Alright, so turns out I had a slight misunderstanding of the Core Data Stack but, this is an extremely simple task. I was able to get this to work very easily based on some research and @Jerry Krinock's answer.

  1. Create a framework containing the needed files from the NotesApp.
  2. Link the framework to the ListApp.
  3. Grab mutable references to the ListApp and NotesApp NSManagedObjectModel.
  4. Programmatically add a NSRelationshipDescription between the ListItem entity in the ListApp Model and the Note entity in the NotesApp Model (and vice versa for the inverse).
  5. Create a NSManagedObjectModel by merging the ListApp and NotesApp models.

NOTE: As @Jerry Krinock mentioned this only needs to be done once since we are merging the two models together and storing them in the same persistent store.

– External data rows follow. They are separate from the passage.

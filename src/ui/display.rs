//! SSD1306 OLED display wrapper.

use core::fmt::Write;

use embedded_graphics::mono_font::ascii::{FONT_10X20, FONT_6X10, FONT_9X15};
use embedded_graphics::mono_font::{MonoFont, MonoTextStyle, MonoTextStyleBuilder};
use embedded_graphics::pixelcolor::BinaryColor;
use embedded_graphics::prelude::*;
use embedded_graphics::primitives::{Circle, Line, PrimitiveStyle, Rectangle, Triangle};
use embedded_graphics::text::{Alignment, Baseline, Text, TextStyle, TextStyleBuilder};
use ssd1306::mode::BufferedGraphicsMode;
use ssd1306::prelude::*;
use ssd1306::I2CDisplayInterface;
use ssd1306::Ssd1306;

use crate::config::DISPLAY_I2C_ADDRESS;
use crate::error::Error;
use crate::filters::{FilterBank, FilterInfo, FilterStatus};
use crate::ui::controller::View;
use crate::ui::navigation::Screen;

/// Type alias for the concrete display driver.
///
/// Generic over the I²C implementation so callers pass in their HAL's
/// I²C peripheral.
pub type Display<I2C> =
    Ssd1306<I2CInterface<I2C>, DisplaySize128x64, BufferedGraphicsMode<DisplaySize128x64>>;

const SCREEN_WIDTH: i32 = 128;
const CENTER_X: i32 = SCREEN_WIDTH / 2;

/// Initialise the SSD1306 display and clear the screen.
pub fn init<I2C>(i2c: I2C) -> Result<Display<I2C>, Error>
where
    I2C: embedded_hal::i2c::I2c,
{
    let interface = I2CDisplayInterface::new_custom_address(i2c, DISPLAY_I2C_ADDRESS);
    let mut display = Ssd1306::new(interface, DisplaySize128x64, DisplayRotation::Rotate0)
        .into_buffered_graphics_mode();
    display.init().map_err(|_| Error::DisplayInit)?;
    display.clear_buffer();
    display.flush().map_err(|_| Error::Display)?;
    Ok(display)
}

/// Draw `view` into the frame buffer and push it to the panel.
pub fn render<I2C>(display: &mut Display<I2C>, view: View, bank: &FilterBank) -> Result<(), Error>
where
    I2C: embedded_hal::i2c::I2c,
{
    display.clear_buffer();

    match view {
        View::Screen(Screen::Dashboard) => draw_dashboard(display, bank),
        View::Screen(Screen::Usage) => draw_usage(display, bank.total_water_liters),
        View::Screen(screen) => {
            if let Some(filter) = screen.filter_index().and_then(|i| bank.get(i)) {
                draw_filter(display, filter);
            }
        }
        View::ResetProgress { percent } => draw_reset_progress(display, percent),
        View::ResetConfirm => draw_reset_confirm(display),
    }

    display.flush().map_err(|_| Error::Display)
}

fn text_style(font: &'static MonoFont<'static>, color: BinaryColor) -> MonoTextStyle<'static, BinaryColor> {
    MonoTextStyleBuilder::new()
        .font(font)
        .text_color(color)
        .build()
}

fn centered_top() -> TextStyle {
    TextStyleBuilder::new()
        .alignment(Alignment::Center)
        .baseline(Baseline::Top)
        .build()
}

fn centered_middle() -> TextStyle {
    TextStyleBuilder::new()
        .alignment(Alignment::Center)
        .baseline(Baseline::Middle)
        .build()
}

fn draw_centered<D>(target: &mut D, text: &str, x: i32, y: i32, font: &'static MonoFont<'static>)
where
    D: DrawTarget<Color = BinaryColor>,
{
    let _ = Text::with_text_style(
        text,
        Point::new(x, y),
        text_style(font, BinaryColor::On),
        centered_top(),
    )
    .draw(target);
}

fn percent_text(percent: u8) -> heapless::String<8> {
    let mut s = heapless::String::new();
    let _ = write!(s, "{}%", percent);
    s
}

/// Outlined bar with the percentage printed in the middle.
fn draw_progress_bar<D>(target: &mut D, top_left: Point, size: Size, percent: u8)
where
    D: DrawTarget<Color = BinaryColor>,
{
    let _ = Rectangle::new(top_left, size)
        .into_styled(PrimitiveStyle::with_stroke(BinaryColor::On, 1))
        .draw(target);

    let inner_width = size.width.saturating_sub(2);
    let fill_width = inner_width * u32::from(percent.min(100)) / 100;
    if fill_width > 0 {
        let _ = Rectangle::new(
            top_left + Point::new(1, 1),
            Size::new(fill_width, size.height.saturating_sub(2)),
        )
        .into_styled(PrimitiveStyle::with_fill(BinaryColor::On))
        .draw(target);
    }

    // Invert the label once the fill reaches the middle of the bar.
    let color = if fill_width * 2 >= inner_width {
        BinaryColor::Off
    } else {
        BinaryColor::On
    };
    let center = top_left + Point::new(size.width as i32 / 2, size.height as i32 / 2);
    let label = percent_text(percent);
    let _ = Text::with_text_style(
        label.as_str(),
        center,
        text_style(&FONT_9X15, color),
        centered_middle(),
    )
    .draw(target);
}

/// 17x17 icon with its top-left corner at `origin`.
fn draw_status_icon<D>(target: &mut D, origin: Point, status: FilterStatus)
where
    D: DrawTarget<Color = BinaryColor>,
{
    let stroke = PrimitiveStyle::with_stroke(BinaryColor::On, 1);
    let line = |target: &mut D, (x0, y0): (i32, i32), (x1, y1): (i32, i32)| {
        let _ = Line::new(origin + Point::new(x0, y0), origin + Point::new(x1, y1))
            .into_styled(stroke)
            .draw(target);
    };

    match status {
        FilterStatus::Ok => {
            let _ = Circle::new(origin, 17).into_styled(stroke).draw(target);
            line(target, (4, 8), (7, 11));
            line(target, (7, 11), (12, 5));
            line(target, (4, 9), (7, 12));
            line(target, (7, 12), (12, 6));
        }
        FilterStatus::Warning => {
            let _ = Triangle::new(
                origin + Point::new(8, 0),
                origin + Point::new(0, 15),
                origin + Point::new(16, 15),
            )
            .into_styled(stroke)
            .draw(target);
            for x in 7..=9 {
                line(target, (x, 4), (x, 10));
            }
            let _ = Rectangle::new(origin + Point::new(7, 12), Size::new(3, 2))
                .into_styled(PrimitiveStyle::with_fill(BinaryColor::On))
                .draw(target);
        }
        FilterStatus::Replace => {
            let _ = Circle::new(origin, 17).into_styled(stroke).draw(target);
            line(target, (4, 4), (12, 12));
            line(target, (12, 4), (4, 12));
            line(target, (5, 4), (13, 12));
            line(target, (13, 5), (5, 13));
        }
    }
}

/// One line per filter: short name, gauge, percentage, status mark.
fn draw_dashboard<D>(target: &mut D, bank: &FilterBank)
where
    D: DrawTarget<Color = BinaryColor>,
{
    let style = text_style(&FONT_6X10, BinaryColor::On);
    for (row, filter) in bank.filters.iter().enumerate() {
        let y = 2 + row as i32 * 12;

        let _ = Text::with_baseline(filter.short_name, Point::new(0, y), style, Baseline::Top)
            .draw(target);

        let gauge = Size::new(58, 8);
        let _ = Rectangle::new(Point::new(22, y + 1), gauge)
            .into_styled(PrimitiveStyle::with_stroke(BinaryColor::On, 1))
            .draw(target);
        let fill = (gauge.width - 2) * u32::from(filter.percentage.min(100)) / 100;
        if fill > 0 {
            let _ = Rectangle::new(Point::new(23, y + 2), Size::new(fill, gauge.height - 2))
                .into_styled(PrimitiveStyle::with_fill(BinaryColor::On))
                .draw(target);
        }

        let pct = percent_text(filter.percentage);
        let _ = Text::with_baseline(pct.as_str(), Point::new(84, y), style, Baseline::Top)
            .draw(target);

        let mark = match filter.status() {
            FilterStatus::Ok => "",
            FilterStatus::Warning => "!",
            FilterStatus::Replace => "X",
        };
        let _ = Text::with_baseline(mark, Point::new(120, y), style, Baseline::Top).draw(target);
    }
}

fn draw_filter<D>(target: &mut D, filter: &FilterInfo)
where
    D: DrawTarget<Color = BinaryColor>,
{
    draw_centered(target, filter.name, CENTER_X, 0, &FONT_10X20);
    draw_progress_bar(target, Point::new(5, 22), Size::new(118, 20), filter.percentage);
    let status = filter.status();
    draw_status_icon(target, Point::new(6, 46), status);
    draw_centered(target, status.label(), CENTER_X, 47, &FONT_9X15);
}

fn draw_usage<D>(target: &mut D, liters: u32)
where
    D: DrawTarget<Color = BinaryColor>,
{
    draw_centered(target, "USAGE", CENTER_X, 0, &FONT_10X20);

    let mut value: heapless::String<12> = heapless::String::new();
    let _ = write!(value, "{}", liters);
    draw_centered(target, value.as_str(), CENTER_X, 22, &FONT_10X20);

    draw_centered(target, "LITERS", CENTER_X, 46, &FONT_9X15);
}

fn draw_reset_progress<D>(target: &mut D, percent: u8)
where
    D: DrawTarget<Color = BinaryColor>,
{
    draw_centered(target, "RESET COUNTER", CENTER_X, 0, &FONT_6X10);
    draw_centered(target, "Keep holding both", CENTER_X, 14, &FONT_6X10);
    draw_progress_bar(target, Point::new(5, 28), Size::new(118, 20), percent);
    draw_centered(target, "Release to abort", CENTER_X, 52, &FONT_6X10);
}

fn draw_reset_confirm<D>(target: &mut D)
where
    D: DrawTarget<Color = BinaryColor>,
{
    draw_centered(target, "RESET COUNTER", CENTER_X, 0, &FONT_6X10);
    draw_centered(target, "This will reset", CENTER_X, 15, &FONT_6X10);
    draw_centered(target, "water usage to 0", CENTER_X, 25, &FONT_6X10);

    let button = Size::new(50, 15);
    let stroke = PrimitiveStyle::with_stroke(BinaryColor::On, 1);
    for (x, label) in [(10, "CANCEL"), (68, "OK")] {
        let _ = Rectangle::new(Point::new(x, 45), button)
            .into_styled(stroke)
            .draw(target);
        draw_centered(target, label, x + 25, 48, &FONT_6X10);
    }
}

This is the same as doing it through the CoreData Model Builder UI except programmatically since it doesn't support referencing entities from separate models (at least not that I know of or could find).

References:

Core Data Programming Guide

Core Data stack

Universal Cocoa Touch Frameworks for iOS8 – (Remix)

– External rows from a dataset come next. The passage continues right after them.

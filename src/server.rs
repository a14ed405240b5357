//! HTTP server initialization and runtime setup.
//!
//! Handles database connections, cache setup, worker spawning, and Axum
//! server lifecycle.

use crate::application::services::{LinkService, RedirectService, StatsService};
use crate::config::Config;
use crate::domain::click_worker::run_click_worker;
use crate::domain::recorder::QueuedClickRecorder;
use crate::infrastructure::cache::{LinkCache, MemoryCache, NullCache, RedisCache};
use crate::infrastructure::persistence::{PgClickRepository, PgLinkRepository};
use crate::infrastructure::probe::HttpProber;
use crate::routes::app_router;
use crate::state::AppState;

use anyhow::Result;
use axum::ServiceExt;
use axum::extract::Request;
use sqlx::postgres::PgPoolOptions;
use std::net::SocketAddr;
use std::sync::Arc;
use std::time::Duration;
use tokio::sync::mpsc;

/// Runs the HTTP server with the given configuration.
///
/// Initializes:
/// - PostgreSQL connection pool and migrations
/// - Link cache (Redis, in-memory, or disabled)
/// - Background click worker
/// - Axum HTTP server with graceful shutdown
///
/// # Errors
///
/// Returns an error if the database connection, migrations, or server
/// bind fail.
pub async fn run(config: Config) -> Result<()> {
    let pool = PgPoolOptions::new()
        .max_connections(config.db_max_connections)
        .acquire_timeout(Duration::from_secs(config.db_connect_timeout))
        .connect(&config.database_url)
        .await?;
    tracing::info!("Connected to database");

    sqlx::migrate!("./migrations").run(&pool).await?;

    let cache = build_cache(&config).await;

    let pool = Arc::new(pool);
    let link_repository = Arc::new(PgLinkRepository::new(pool.clone()));
    let click_repository = Arc::new(PgClickRepository::new(pool.clone()));

    let (click_tx, click_rx) = mpsc::channel(config.click_queue_capacity);
    tokio::spawn(run_click_worker(
        click_rx,
        link_repository.clone(),
        click_repository.clone(),
    ));
    tracing::info!("Click worker started");

    let recorder = Arc::new(QueuedClickRecorder::new(click_tx));
    let prober = Arc::new(HttpProber::new(Duration::from_secs(
        config.probe_timeout_seconds,
    )));

    let redirect_service = Arc::new(RedirectService::new(
        link_repository.clone(),
        cache.clone(),
        recorder.clone(),
    ));
    let link_service = Arc::new(LinkService::new(
        link_repository.clone(),
        cache.clone(),
        prober,
    ));
    let stats_service = Arc::new(StatsService::new(link_repository, click_repository));

    let state = AppState::new(
        redirect_service,
        link_service,
        stats_service,
        cache,
        recorder,
    );

    let app = app_router(state);

    let addr: SocketAddr = config.listen_addr.parse()?;
    let listener = tokio::net::TcpListener::bind(addr).await?;
    tracing::info!("Listening on http://{addr}");

    axum::serve(
        listener,
        ServiceExt::<Request>::into_make_service_with_connect_info::<SocketAddr>(app),
    )
    .with_graceful_shutdown(shutdown_signal())
    .await?;

    Ok(())
}

/// Selects the cache backend from the configuration.
///
/// Redis when configured and reachable, a process-local in-memory cache
/// otherwise. `CACHE_ENABLED=false` disables caching entirely.
async fn build_cache(config: &Config) -> Arc<dyn LinkCache> {
    if !config.cache_enabled {
        tracing::info!("Cache disabled");
        return Arc::new(NullCache::new());
    }

    let ttl = Duration::from_secs(config.cache_ttl_seconds);

    if let Some(redis_url) = &config.redis_url {
        match RedisCache::connect(redis_url, config.cache_ttl_seconds).await {
            Ok(redis) => {
                tracing::info!("Cache enabled (Redis)");
                return Arc::new(redis);
            }
            Err(e) => {
                tracing::warn!("Failed to connect to Redis: {}. Using in-memory cache.", e);
            }
        }
    }

    tracing::info!("Cache enabled (in-memory)");
    Arc::new(MemoryCache::new(ttl))
}

async fn shutdown_signal() {
    if let Err(e) = tokio::signal::ctrl_c().await {
        tracing::error!("Failed to listen for shutdown signal: {}", e);
    }
    tracing::info!("Shutting down");
}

Adding relationships in NSManagedObjectModel to programmatically created NSEntityDescription

Objective-C:

    NSManagedObjectModel * listModel = [[[NSManagedObjectModel alloc] initWithContentsOfURL:[self listModelURL]] mutableCopy];
    NSManagedObjectModel * notesModel = [[[NSManagedObjectModel alloc] initWithContentsOfURL:[self notesModelURL]] mutableCopy];

    NSEntityDescription * listEntity = [listModel.entitiesByName objectForKey:NSStringFromClass([JBListItemMO class])];

    // The framework name is prepended to the class name. Remove it before getting the note's entityDescription.
    NSString * noteClassName = [NSStringFromClass([JPSNoteMO class]) componentsSeparatedByString:@"."].lastObject;
    NSEntityDescription * noteEntity = [notesModel.entitiesByName objectForKey:noteClassName];

    NSRelationshipDescription * whichListRelationship = [[NSRelationshipDescription alloc] init];
    whichListRelationship.minCount = 0;
    whichListRelationship.maxCount = 1;
    whichListRelationship.optional = NO;
    whichListRelationship.name = @"whichList";
    whichListRelationship.destinationEntity = listEntity;
    whichListRelationship.deleteRule = NSNullifyDeleteRule;

    NSRelationshipDescription * notesRelationship = [[NSRelationshipDescription alloc] init];
    notesRelationship.ordered = NO;
    notesRelationship.maxCount = 0;
    notesRelationship.minCount = 0;
    notesRelationship.optional = YES;
    notesRelationship.name = @"notes";
    notesRelationship.destinationEntity = noteEntity;
    notesRelationship.deleteRule = NSCascadeDeleteRule;
    notesRelationship.inverseRelationship = whichListRelationship;

    whichListRelationship.inverseRelationship = notesRelationship;

    listEntity.properties = [listEntity.properties arrayByAddingObject: notesRelationship];
    noteEntity.properties = [noteEntity.properties arrayByAddingObject: whichListRelationship];

    self.managedObjectModel = [NSManagedObjectModel modelByMergingModels:@[listModel, notesModel]];

I'll post the Swift 3 code when I've finished converting my CoreDataStack class.